3 thoughts on “Good for the mind

  1. “Dark, moody with a ray of light. Often it is said that your photography captures the emotion and state of mind you were in at the same time when the shutter release is pressed.“

    Hi James, thank you for taking the time to post both the video and this blog. My sincere condolences on the loss of your Father. I concur with your comments regarding the emotions that such a loss brings and I am glad that the hills have begun to help you with your situation.

    I have, since the age of at least 12, taken photos. Always able to record a scene I worked for a while as the photographer for a group of estate agents in Warwickshire and photographed weddings for a few years always taking snaps when bringing up a family allowed. All my film gear was sold off and a digital bridge camera fulfilled my limited needs when on holiday.

    Kids grew up, left home and my time was taken over by caring for my wife. Then in June 2018 just 6 days after a holiday in Scotland She became ill and passed away within 36 hours. 8 weeks later I lost my dad suddenly as well. Fortunately my job filled each day, my commitment to my commitment to my church filled some space. However I felt I needed something else to work at and picked up the camera and started a small project to walk my local canal on those lonely Saturday afternoons.

    In December 2018 my son and daughter in law took me on holiday and we returned to Scotland. Your quote (as above) really resonated with me. I have a very strong faith and a deep appreciation of the Bible and my faith is such that I have an immense hope for the future. Looking back at especially the shots from December 2018 in Scotland it is amazing how without conscious thought many of the images I took reflect the dark place I was in yet also have an element that reflects my hope.

    Dark, moody with a ray of light. Often it is said that your photography captures the emotion and state of mind you were in at the same time when the shutter release is pressed. I continue

    I have an image from that week that exemplifies my experience, the darkness of the (at the time) current darkness, the light I knew was there and the difficult path it would be to reach the light, are all there in the image but composed without consciously thinking about it.

    I am grateful for the opportunity photography has given me to release some of my emotions and grateful that it has proved to be such a great way to get me out and about in the landscape which without doubt has been a source of emotional balm.
    I am glad that you have the opportunity to experience the same process and wish you continued calmness of spirit that comes from what you do.

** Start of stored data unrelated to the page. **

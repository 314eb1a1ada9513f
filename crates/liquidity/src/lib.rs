pub mod allocation;
pub mod bins;
pub mod error;
pub mod strategy;
pub mod weights;

pub use allocation::{Allocation, AllocationParams, PoolAnchor, StrategyAllocation, allocate, allocate_all};
pub use error::AllocationError;
pub use strategy::{PerStrategy, Strategy};
pub use weights::{Concentration, WeightParams};
//! Core domain types.
//!
//! Цель:
//! - запретить "голые" f64 в бизнес-логике пула
//! - зафиксировать единицы измерения (USD, токены, bps)
//! - сделать ошибки очевидными на уровне типов

use std::fmt;
use std::ops::{Add, AddAssign, Div, Mul, Sub};

/// Цена base-токена в quote-токене (например SOL/USDC)
#[derive(Debug, Copy, Clone, PartialEq, PartialOrd)]
pub struct Price(pub f64);

/// Количество токена (в человеческих единицах, уже с учётом decimals)
#[derive(Debug, Copy, Clone, PartialEq, PartialOrd)]
pub struct Qty(pub f64);

/// Денежная сумма (USD)
#[derive(Debug, Copy, Clone, PartialEq, PartialOrd, Default)]
pub struct Money(pub f64);

/// Базисные пункты (1 bps = 0.01%)
#[derive(Debug, Copy, Clone, PartialEq, PartialOrd)]
pub struct Bps(pub f64);

/// Доля / коэффициент (0.0 .. 1.0)
#[derive(Debug, Copy, Clone, PartialEq, PartialOrd, Default)]
pub struct Ratio(pub f64);

/// Время в миллисекундах (unix epoch)
#[derive(Debug, Copy, Clone, PartialEq, Eq, PartialOrd, Ord, Hash)]
pub struct TimestampMs(pub i64);

/// Идентификатор бина. Цена монотонно растёт вместе с id.
#[derive(Debug, Copy, Clone, PartialEq, Eq, PartialOrd, Ord, Hash)]
pub struct BinId(pub i32);

pub const MS_PER_DAY: i64 = 86_400_000;

//
// --- Conversions & helpers --------------------------------------------------
//

impl Bps {
    /// Перевод bps → коэффициент
    pub fn as_ratio(self) -> Ratio {
        Ratio(self.0 / 10_000.0)
    }
}

impl Ratio {
    pub fn clamp_01(self) -> Self {
        Ratio(self.0.clamp(0.0, 1.0))
    }

    /// 1 - r, например LP share = 1 - protocol share
    pub fn complement(self) -> Self {
        Ratio(1.0 - self.0)
    }
}

impl BinId {
    pub fn offset(self, delta: i32) -> BinId {
        BinId(self.0.saturating_add(delta))
    }
}

impl TimestampMs {
    /// Номер UTC-дня от эпохи
    pub fn day_index(self) -> i64 {
        self.0.div_euclid(MS_PER_DAY)
    }
}

//
// --- Arithmetic (строго минимально) -----------------------------------------
//

impl Add for Money {
    type Output = Money;
    fn add(self, rhs: Money) -> Money {
        Money(self.0 + rhs.0)
    }
}

impl AddAssign for Money {
    fn add_assign(&mut self, rhs: Money) {
        self.0 += rhs.0;
    }
}

impl Sub for Money {
    type Output = Money;
    fn sub(self, rhs: Money) -> Money {
        Money(self.0 - rhs.0)
    }
}

impl Mul<Ratio> for Money {
    type Output = Money;
    fn mul(self, r: Ratio) -> Money {
        Money(self.0 * r.0)
    }
}

impl Mul<Price> for Qty {
    type Output = Money;
    fn mul(self, price: Price) -> Money {
        Money(self.0 * price.0)
    }
}

impl Div<Price> for Money {
    type Output = Qty;
    fn div(self, price: Price) -> Qty {
        Qty(self.0 / price.0)
    }
}

//
// --- Display (для логов / отчётов) ------------------------------------------
//

impl fmt::Display for Price {
    fn fmt(&self, f: &mut fmt::Formatter<'_>) -> fmt::Result {
        write!(f, "{:.6}", self.0)
    }
}

impl fmt::Display for Money {
    fn fmt(&self, f: &mut fmt::Formatter<'_>) -> fmt::Result {
        write!(f, "{:.2}", self.0)
    }
}

impl fmt::Display for Bps {
    fn fmt(&self, f: &mut fmt::Formatter<'_>) -> fmt::Result {
        write!(f, "{:.2} bps", self.0)
    }
}

impl fmt::Display for BinId {
    fn fmt(&self, f: &mut fmt::Formatter<'_>) -> fmt::Result {
        write!(f, "{}", self.0)
    }
}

    May I also thank you personally, you have been one of the individuals who, through the medium of your YouTube videos have given me the inspiration to get out there, do more than be a snapper and finally begin to make images that are at last fulfilling my artistic vision and not just record shots.

    Thank you James for your thoughtful blog/vlog and my very best wishes,
    Continue to love the ones we have lost but continue to live for the ones we love.

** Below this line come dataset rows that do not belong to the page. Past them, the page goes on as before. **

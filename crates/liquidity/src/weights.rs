//! Весовые функции распределения ликвидности.
//!
//! Все функции возвращают нормированные веса (сумма = 1) длины `num_bins`,
//! индекс 0..num_bins-1, центр = (num_bins - 1) / 2.

use std::str::FromStr;

use crate::strategy::Strategy;

/// sigma для bid-ask (в бинах)
pub const BID_ASK_SIGMA: f64 = 1.0;

/// Доля от максимального крайнего веса, остающаяся в активном бине у bid-ask.
pub const DEFAULT_BID_ASK_EPSILON: f64 = 0.05;

/// Пресеты концентрации curve: sigma = num_bins / divisor.
#[derive(Debug, Copy, Clone, PartialEq, Eq, Default)]
pub enum Concentration {
    Low,
    #[default]
    Medium,
    High,
}

impl Concentration {
    pub fn curve_sigma_divisor(self) -> f64 {
        match self {
            Concentration::Low => 4.0,
            Concentration::Medium => 6.0,
            Concentration::High => 8.0,
        }
    }
}

impl FromStr for Concentration {
    type Err = String;

    fn from_str(s: &str) -> Result<Self, Self::Err> {
        match s.trim().to_ascii_lowercase().as_str() {
            "low" => Ok(Concentration::Low),
            "medium" | "mid" => Ok(Concentration::Medium),
            "high" => Ok(Concentration::High),
            other => Err(format!("unknown concentration: {}", other)),
        }
    }
}

#[derive(Debug, Copy, Clone, PartialEq)]
pub struct WeightParams {
    pub concentration: Concentration,
    /// 0..=1, при 1 центр сравнивается с краями
    pub bid_ask_epsilon: f64,
}

impl Default for WeightParams {
    fn default() -> Self {
        Self {
            concentration: Concentration::Medium,
            bid_ask_epsilon: DEFAULT_BID_ASK_EPSILON,
        }
    }
}

/// Сумма Неймайера: один проход, без накопления ошибки округления.
pub fn stable_sum(values: impl IntoIterator<Item = f64>) -> f64 {
    let mut sum = 0.0_f64;
    let mut comp = 0.0_f64;
    for v in values {
        let t = sum + v;
        if sum.abs() >= v.abs() {
            comp += (sum - t) + v;
        } else {
            comp += (v - t) + sum;
        }
        sum = t;
    }
    sum + comp
}

fn center(num_bins: usize) -> f64 {
    (num_bins as f64 - 1.0) / 2.0
}

/// Нормировка на сумму. Вырожденная сумма → равномерные веса.
fn normalize(raw: Vec<f64>) -> Vec<f64> {
    let total = stable_sum(raw.iter().copied());
    if !(total.is_finite() && total > 0.0) {
        return spot_weights(raw.len());
    }
    raw.into_iter().map(|w| w / total).collect()
}

/// Spot: 1 / num_bins на каждый бин
pub fn spot_weights(num_bins: usize) -> Vec<f64> {
    if num_bins == 0 {
        return Vec::new();
    }
    vec![1.0 / num_bins as f64; num_bins]
}

/// Curve: гаусс exp(-0.5 * ((i - c) / sigma)^2), sigma = num_bins / divisor
pub fn curve_weights(num_bins: usize, concentration: Concentration) -> Vec<f64> {
    if num_bins == 0 {
        return Vec::new();
    }
    let c = center(num_bins);
    let sigma = num_bins as f64 / concentration.curve_sigma_divisor();
    let raw = (0..num_bins)
        .map(|i| {
            let z = (i as f64 - c) / sigma;
            (-0.5 * z * z).exp()
        })
        .collect();
    normalize(raw)
}

/// Bid-Ask: exp(distance / sigma) на краях, epsilon * exp(c / sigma) в центре.
///
/// Экспоненты сдвинуты на -c / sigma, иначе exp(c) переполняется уже при
/// ~700 бинах на сторону. После нормировки результат тот же.
pub fn bid_ask_weights(num_bins: usize, epsilon: f64) -> Vec<f64> {
    if num_bins == 0 {
        return Vec::new();
    }
    let c = center(num_bins);
    let eps = if epsilon.is_finite() { epsilon.clamp(0.0, 1.0) } else { 0.0 };
    let raw = (0..num_bins)
        .map(|i| {
            let distance = (i as f64 - c).abs();
            if distance == 0.0 {
                eps
            } else {
                ((distance - c) / BID_ASK_SIGMA).exp()
            }
        })
        .collect();
    normalize(raw)
}

pub fn weights_for(strategy: Strategy, num_bins: usize, params: WeightParams) -> Vec<f64> {
    match strategy {
        Strategy::Spot => spot_weights(num_bins),
        Strategy::Curve => curve_weights(num_bins, params.concentration),
        Strategy::BidAsk => bid_ask_weights(num_bins, params.bid_ask_epsilon),
    }
}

    1. Many Thanks Derrick

      I am also sad for your loss and cant imagine what emotions you were going through at the time. Photography has certainly been part of the healing process as well as support from both friends and family. It will probably never be healed as I believe a lot of lifes difficult times will not be. We learn to accept and deal and the great outdoors will help me along.

      Appreciate your comment which brings a great sense of achievement in some way.